Work instruction: With the line containing "pub fn pitch_class_histogram(events: &[NoteEvent])" as the start and the line containing "assert_eq!(ev(60, 0.5, 2.0).duration(), 1.5);" as the end, transcribe that span of the entries below exactly, including both.

Stored items from a collection:
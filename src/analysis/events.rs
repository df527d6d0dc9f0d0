// Copyright (c) 2026 Robert L. Snyder, Sierra Vista, AZ
// Licensed under the MIT License. See LICENSE file in the project root for details.

//! Timed note events and helpers for slicing them.
//!
//! Events arrive from a transcription collaborator with times in beats.
//! Everything here is pure: inputs are borrowed and new vectors returned.

use serde::{Deserialize, Serialize};

use crate::error::{Result, TheoryError};
use crate::music::Note;

/// Default tolerance in beats for treating onsets as simultaneous
pub const DEFAULT_GROUP_TOLERANCE: f64 = 0.1;

/// A sounded note with start and end time in beats
#[derive(Debug, Clone, Copy, PartialEq, Serialize, Deserialize)]
#[serde(rename_all = "camelCase")]
pub struct NoteEvent {
    /// MIDI pitch (0-127)
    #[serde(rename = "midiPitch")]
    pub pitch: u8,
    pub start_time: f64,
    pub end_time: f64,
    /// Velocity (0-127)
    #[serde(default = "default_velocity")]
    pub velocity: u8,
}

fn default_velocity() -> u8 {
    64
}

impl NoteEvent {
    /// Create a validated event
    pub fn new(pitch: u8, start_time: f64, end_time: f64, velocity: u8) -> Result<Self> {
        let event = Self {
            pitch,
            start_time,
            end_time,
            velocity,
        };
        event.validate()?;
        Ok(event)
    }

    /// Check ranges and timing; deserialized events should be validated
    pub fn validate(&self) -> Result<()> {
        if self.pitch > 127 {
            return Err(TheoryError::MidiOutOfRange(self.pitch as i32));
        }
        if self.velocity > 127 {
            return Err(TheoryError::InvalidEvent(format!(
                "velocity {} outside 0..=127",
                self.velocity
            )));
        }
        if !self.start_time.is_finite() || !self.end_time.is_finite() {
            return Err(TheoryError::InvalidEvent("non-finite time".to_string()));
        }
        if self.end_time < self.start_time {
            return Err(TheoryError::InvalidEvent(format!(
                "ends at {} before it starts at {}",
                self.end_time, self.start_time
            )));
        }
        Ok(())
    }

    pub fn duration(&self) -> f64 {
        self.end_time - self.start_time
    }

    /// The event's pitch as a sharp-spelled note
    pub fn note(&self) -> Option<Note> {
        Note::from_midi(self.pitch as i32).ok()
    }

    pub fn pitch_class(&self) -> u8 {
        self.pitch % 12
    }

    /// Whether the event sounds at any point in `[start, end)`
    pub fn overlaps(&self, start: f64, end: f64) -> bool {
        self.start_time < end && self.end_time > start
    }
}

fn sorted_by_start(events: &[NoteEvent]) -> Vec<NoteEvent> {
    let mut sorted = events.to_vec();
    sorted.sort_by(|a, b| a.start_time.total_cmp(&b.start_time));
    sorted
}

/// Group events whose onsets fall within `tolerance` of a group's first onset
pub fn group_simultaneous(events: &[NoteEvent], tolerance: f64) -> Vec<Vec<NoteEvent>> {
    let mut groups: Vec<Vec<NoteEvent>> = Vec::new();
    let mut anchor = f64::NEG_INFINITY;

    for event in sorted_by_start(events) {
        match groups.last_mut() {
            Some(group) if (event.start_time - anchor).abs() <= tolerance => group.push(event),
            _ => {
                anchor = event.start_time;
                groups.push(vec![event]);
            }
        }
    }
    groups
}

/// Highest note of each simultaneous group
pub fn melody_line(events: &[NoteEvent]) -> Vec<NoteEvent> {
    group_simultaneous(events, DEFAULT_GROUP_TOLERANCE)
        .into_iter()
        .filter_map(|group| group.into_iter().max_by_key(|e| e.pitch))
        .collect()
}

/// Lowest note of each simultaneous group
pub fn bass_line(events: &[NoteEvent]) -> Vec<NoteEvent> {
    group_simultaneous(events, DEFAULT_GROUP_TOLERANCE)
        .into_iter()
        .filter_map(|group| group.into_iter().min_by_key(|e| e.pitch))
        .collect()
}

/// Events sounding at `time` (start inclusive, end exclusive)
pub fn active_at(events: &[NoteEvent], time: f64) -> Vec<NoteEvent> {
    events
        .iter()
        .filter(|e| e.start_time <= time && time < e.end_time)
        .copied()
        .collect()
}

/// Fixed-size windows from the first onset to the last release
///
/// Returns `(window_start, overlapping_events)` for every non-empty window.
pub fn windows(events: &[NoteEvent], size: f64) -> Vec<(f64, Vec<NoteEvent>)> {
    if events.is_empty() || size <= 0.0 {
        return Vec::new();
    }
    let start = events.iter().map(|e| e.start_time).fold(f64::INFINITY, f64::min);
    let end = events.iter().map(|e| e.end_time).fold(f64::NEG_INFINITY, f64::max);

    let mut result = Vec::new();
    let mut index = 0u32;
    loop {
        let window_start = start + index as f64 * size;
        if window_start >= end {
            break;
        }
        let window_end = window_start + size;
        let inside: Vec<NoteEvent> = events
            .iter()
            .filter(|e| e.overlaps(window_start, window_end))
            .copied()
            .collect();
        if !inside.is_empty() {
            result.push((window_start, inside));
        }
        index += 1;
    }
    result
}

/// Snap onsets to a grid; durations round to the grid with a one-step minimum
pub fn quantize(events: &[NoteEvent], grid: f64) -> Vec<NoteEvent> {
    if grid <= 0.0 {
        return events.to_vec();
    }
    events
        .iter()
        .map(|e| {
            let start = (e.start_time / grid).round() * grid;
            let duration = ((e.duration() / grid).round() * grid).max(grid);
            NoteEvent {
                start_time: start,
                end_time: start + duration,
                ..*e
            }
        })
        .collect()
}

/// Occurrence count of each pitch class
pub fn pitch_class_histogram(events: &[NoteEvent]) -> [u32; 12] {
    let mut histogram = [0u32; 12];
    for event in events {
        histogram[event.pitch_class() as usize] += 1;
    }
    histogram
}

/// Notes for all events, skipping any outside the MIDI range
pub fn notes_of(events: &[NoteEvent]) -> Vec<Note> {
    events.iter().filter_map(NoteEvent::note).collect()
}

#[cfg(test)]
mod tests {
    use super::*;

    fn ev(pitch: u8, start: f64, end: f64) -> NoteEvent {
        NoteEvent::new(pitch, start, end, 100).unwrap()
    }

    #[test]
    fn test_validation() {
        assert!(NoteEvent::new(128, 0.0, 1.0, 64).is_err());
        assert!(NoteEvent::new(60, 0.0, 1.0, 200).is_err());
        assert!(NoteEvent::new(60, 2.0, 1.0, 64).is_err());
        assert!(NoteEvent::new(60, f64::NAN, 1.0, 64).is_err());
        assert_eq!(ev(60, 0.5, 2.0).duration(), 1.5);
    }

    #[test]
    fn test_group_simultaneous() {
        let events = vec![ev(64, 0.05, 1.0), ev(60, 0.0, 1.0), ev(67, 1.0, 2.0), ev(72, 1.08, 2.0)];
        let groups = group_simultaneous(&events, 0.1);
        assert_eq!(groups.len(), 2);
        assert_eq!(groups[0].len(), 2);
        assert_eq!(groups[0][0].pitch, 60);
        assert_eq!(groups[1].len(), 2);
        assert!(group_simultaneous(&[], 0.1).is_empty());
    }

    #[test]
    fn test_melody_and_bass_lines() {
        let events = vec![ev(60, 0.0, 1.0), ev(72, 0.0, 1.0), ev(55, 1.0, 2.0), ev(67, 1.0, 2.0)];
        let melody: Vec<u8> = melody_line(&events).iter().map(|e| e.pitch).collect();
        let bass: Vec<u8> = bass_line(&events).iter().map(|e| e.pitch).collect();
        assert_eq!(melody, vec![72, 67]);
        assert_eq!(bass, vec![60, 55]);
    }

    #[test]
    fn test_active_at() {
        let events = vec![ev(60, 0.0, 1.0), ev(64, 0.5, 2.0)];
        assert_eq!(active_at(&events, 0.75).len(), 2);
        assert_eq!(active_at(&events, 1.0).len(), 1);
        assert!(active_at(&events, 2.0).is_empty());
    }

    #[test]
    fn test_windows_skip_empty() {
        let events = vec![ev(60, 0.0, 1.0), ev(62, 3.0, 4.0)];
        let w = windows(&events, 1.0);
        let starts: Vec<f64> = w.iter().map(|(t, _)| *t).collect();
        assert_eq!(starts, vec![0.0, 3.0]);
        assert!(windows(&events, 0.0).is_empty());
    }

    #[test]
    fn test_quantize() {
        let events = vec![ev(60, 0.13, 0.2)];
        let q = quantize(&events, 0.25);
        assert_eq!(q[0].start_time, 0.25);
        assert_eq!(q[0].duration(), 0.25);
    }

    #[test]
    fn test_histogram() {
        let events = vec![ev(60, 0.0, 1.0), ev(72, 1.0, 2.0), ev(67, 0.0, 1.0)];
        let h = pitch_class_histogram(&events);
        assert_eq!(h[0], 2);
        assert_eq!(h[7], 1);
        assert_eq!(h.iter().sum::<u32>(), 3);
    }

    #[test]
    fn test_serde_field_names() {
        let json = r#"{"midiPitch": 60, "startTime": 0.0, "endTime": 1.5, "velocity": 90}"#;
        let event: NoteEvent = serde_json::from_str(json).unwrap();
        assert_eq!(event.pitch, 60);
        assert_eq!(event.end_time, 1.5);
    }
}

Exercise solution:
pub fn pitch_class_histogram(events: &[NoteEvent]) -> [u32; 12] {
    let mut histogram = [0u32; 12];
    for event in events {
        histogram[event.pitch_class() as usize] += 1;
    }
    histogram
}

/// Notes for all events, skipping any outside the MIDI range
pub fn notes_of(events: &[NoteEvent]) -> Vec<Note> {
    events.iter().filter_map(NoteEvent::note).collect()
}

#[cfg(test)]
mod tests {
    use super::*;

    fn ev(pitch: u8, start: f64, end: f64) -> NoteEvent {
        NoteEvent::new(pitch, start, end, 100).unwrap()
    }

    #[test]
    fn test_validation() {
        assert!(NoteEvent::new(128, 0.0, 1.0, 64).is_err());
        assert!(NoteEvent::new(60, 0.0, 1.0, 200).is_err());
        assert!(NoteEvent::new(60, 2.0, 1.0, 64).is_err());
        assert!(NoteEvent::new(60, f64::NAN, 1.0, 64).is_err());
        assert_eq!(ev(60, 0.5, 2.0).duration(), 1.5);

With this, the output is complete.